Brief: Look through the entries below and count every line in which "lines" appears; reply with the number only.
-------- Recorded information
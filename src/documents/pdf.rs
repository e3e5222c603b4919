//! Single-page PDF writer using the built-in Helvetica faces.
//!
//! Only what invoices and gift cards need: positioned text in two weights
//! and straight rules. Text is encoded as WinAnsi so Swedish letters print.

use std::fmt::Write as _;

/// A4 in points.
pub const PAGE_WIDTH: f32 = 595.0;
pub const PAGE_HEIGHT: f32 = 842.0;

#[derive(Debug, Clone, Copy, PartialEq, Eq)]
pub enum Font {
    Regular,
    Bold,
}

impl Font {
    fn resource(&self) -> &'static str {
        match self {
            Font::Regular => "F1",
            Font::Bold => "F2",
        }
    }
}

#[derive(Debug, Default)]
pub struct PdfPage {
    ops: String,
}

impl PdfPage {
    pub fn new() -> Self {
        Self::default()
    }

    /// Draws `text` with its baseline starting at (`x`, `y`), origin bottom-left.
    pub fn text(&mut self, x: f32, y: f32, size: f32, font: Font, text: &str) -> &mut Self {
        let _ = writeln!(
            self.ops,
            "BT /{} {:.1} Tf {:.2} {:.2} Td ({}) Tj ET",
            font.resource(),
            size,
            x,
            y,
            escape_text(text)
        );
        self
    }

    /// Right-aligned text ending at `right_x`, using an approximate glyph width.
    pub fn text_right(&mut self, right_x: f32, y: f32, size: f32, font: Font, text: &str) -> &mut Self {
        let width = approx_width(text, size);
        self.text(right_x - width, y, size, font, text)
    }

    pub fn line(&mut self, x1: f32, y1: f32, x2: f32, y2: f32, width: f32) -> &mut Self {
        let _ = writeln!(
            self.ops,
            "{:.2} w {:.2} {:.2} m {:.2} {:.2} l S",
            width, x1, y1, x2, y2
        );
        self
    }

    /// Serializes a complete PDF document containing this page.
    pub fn to_bytes(&self) -> Vec<u8> {
        let objects = [
            "<< /Type /Catalog /Pages 2 0 R >>".to_string(),
            "<< /Type /Pages /Kids [3 0 R] /Count 1 >>".to_string(),
            format!(
                "<< /Type /Page /Parent 2 0 R /MediaBox [0 0 {} {}] \
                 /Resources << /Font << /F1 4 0 R /F2 5 0 R >> >> /Contents 6 0 R >>",
                PAGE_WIDTH, PAGE_HEIGHT
            ),
            "<< /Type /Font /Subtype /Type1 /BaseFont /Helvetica /Encoding /WinAnsiEncoding >>"
                .to_string(),
            "<< /Type /Font /Subtype /Type1 /BaseFont /Helvetica-Bold /Encoding /WinAnsiEncoding >>"
                .to_string(),
            format!(
                "<< /Length {} >>\nstream\n{}endstream",
                self.ops.len(),
                self.ops
            ),
        ];

        let mut out = String::from("%PDF-1.4\n");
        let mut offsets = Vec::with_capacity(objects.len());
        for (i, body) in objects.iter().enumerate() {
            offsets.push(out.len());
            let _ = write!(out, "{} 0 obj\n{}\nendobj\n", i + 1, body);
        }

        let xref_at = out.len();
        let _ = write!(out, "xref\n0 {}\n0000000000 65535 f \n", objects.len() + 1);
        for offset in offsets {
            let _ = write!(out, "{:010} 00000 n \n", offset);
        }
        let _ = write!(
            out,
            "trailer\n<< /Size {} /Root 1 0 R >>\nstartxref\n{}\n%%EOF\n",
            objects.len() + 1,
            xref_at
        );

        out.into_bytes()
    }
}

/// Escapes a string for a PDF literal. Non-ASCII characters are written as
/// octal WinAnsi codes so the output stays 7-bit and byte offsets are exact.
fn escape_text(text: &str) -> String {
    let mut out = String::with_capacity(text.len());
    for ch in text.chars() {
        match ch {
            '(' | ')' | '\\' => {
                out.push('\\');
                out.push(ch);
            }
            ' '..='~' => out.push(ch),
            _ => {
                let code = win_ansi(ch).unwrap_or(b'?');
                if code.is_ascii() {
                    out.push(code as char);
                } else {
                    let _ = write!(out, "\\{:03o}", code);
                }
            }
        }
    }
    out
}

fn win_ansi(ch: char) -> Option<u8> {
    match ch {
        '€' => Some(0x80),
        '–' => Some(0x96),
        '—' => Some(0x97),
        '‘' => Some(0x91),
        '’' => Some(0x92),
        '“' => Some(0x93),
        '”' => Some(0x94),
        '•' => Some(0x95),
        '\u{a0}'..='\u{ff}' => Some(ch as u32 as u8),
        _ => None,
    }
}

fn approx_width(text: &str, size: f32) -> f32 {
    // Helvetica averages a little over half an em per glyph; digits are 0.556.
    text.chars().count() as f32 * size * 0.54
}

#[cfg(test)]
mod tests {
    use super::*;

    #[test]
    fn test_escape_handles_parens_and_swedish() {
        assert_eq!(escape_text("a(b)\\"), "a\\(b\\)\\\\");
        assert_eq!(escape_text("Åsa"), "\\305sa");
        assert_eq!(escape_text("öre"), "\\366re");
        assert_eq!(escape_text("日"), "?");
    }

    #[test]
    fn test_document_structure() {
        let mut page = PdfPage::new();
        page.text(50.0, 800.0, 12.0, Font::Bold, "Faktura")
            .line(50.0, 790.0, 545.0, 790.0, 0.5);
        let bytes = page.to_bytes();
        let text = String::from_utf8(bytes).unwrap();

        assert!(text.starts_with("%PDF-1.4"));
        assert!(text.ends_with("%%EOF\n"));
        assert!(text.contains("(Faktura) Tj"));

        // startxref must point at the xref table.
        let startxref: usize = text
            .rsplit("startxref\n")
            .next()
            .and_then(|s| s.lines().next())
            .and_then(|s| s.parse().ok())
            .unwrap();
        assert!(text[startxref..].starts_with("xref"));

        // Each xref offset must point at its object header.
        let xref = &text[startxref..];
        for (i, line) in xref.lines().skip(3).take(6).enumerate() {
            let offset: usize = line[..10].parse().unwrap();
            assert!(text[offset..].starts_with(&format!("{} 0 obj", i + 1)));
        }
    }
}
pub mod auth;

use askama::Template;
use axum::{
    response::{Html, IntoResponse, Redirect, Response},
    http::StatusCode,
};
use serde::Deserialize;

use crate::api::middleware::auth::CurrentAdmin;
use crate::api::state::AppState;

/// Chrome shared by every admin page.
#[derive(Debug, Clone)]
pub struct AdminPage {
    pub admin_name: String,
    pub csrf_token: String,
    pub active: &'static str,
    pub notice: Option<String>,
    pub error: Option<String>,
}

impl AdminPage {
    pub fn new(state: &AppState, current: &CurrentAdmin, active: &'static str, flash: Flash) -> Self {
        Self {
            admin_name: current.admin.full_name.clone(),
            csrf_token: state
                .service_context
                .csrf_service
                .generate_token(&current.session_id),
            active,
            notice: flash.notice,
            error: flash.error,
        }
    }
}

/// One-shot message carried across a POST/redirect/GET.
#[derive(Debug, Clone, Default, Deserialize)]
pub struct Flash {
    pub notice: Option<String>,
    pub error: Option<String>,
}

/// Redirects back to an admin page with a notice or an error banner.
pub fn redirect_flash(path: &str, outcome: std::result::Result<String, String>) -> Response {
    let (key, message) = match outcome {
        Ok(message) => ("notice", message),
        Err(message) => ("error", message),
    };
    let separator = if path.contains('?') { '&' } else { '?' };
    Redirect::to(&format!(
        "{}{}{}={}",
        path,
        separator,
        key,
        urlencoding::encode(&message)
    ))
    .into_response()
}

// Make askama templates work with axum
pub struct HtmlTemplate<T>(pub T);

impl<T> IntoResponse for HtmlTemplate<T>
where
    T: Template,
{
    fn into_response(self) -> Response {
        match self.0.render() {
            Ok(html) => Html(html).into_response(),
            Err(err) => {
                tracing::error!("Failed to render template: {}", err);
                (
                    StatusCode::INTERNAL_SERVER_ERROR,
                    "Failed to render page",
                ).into_response()
            }
        }
    }
}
----------------
Task answer: 2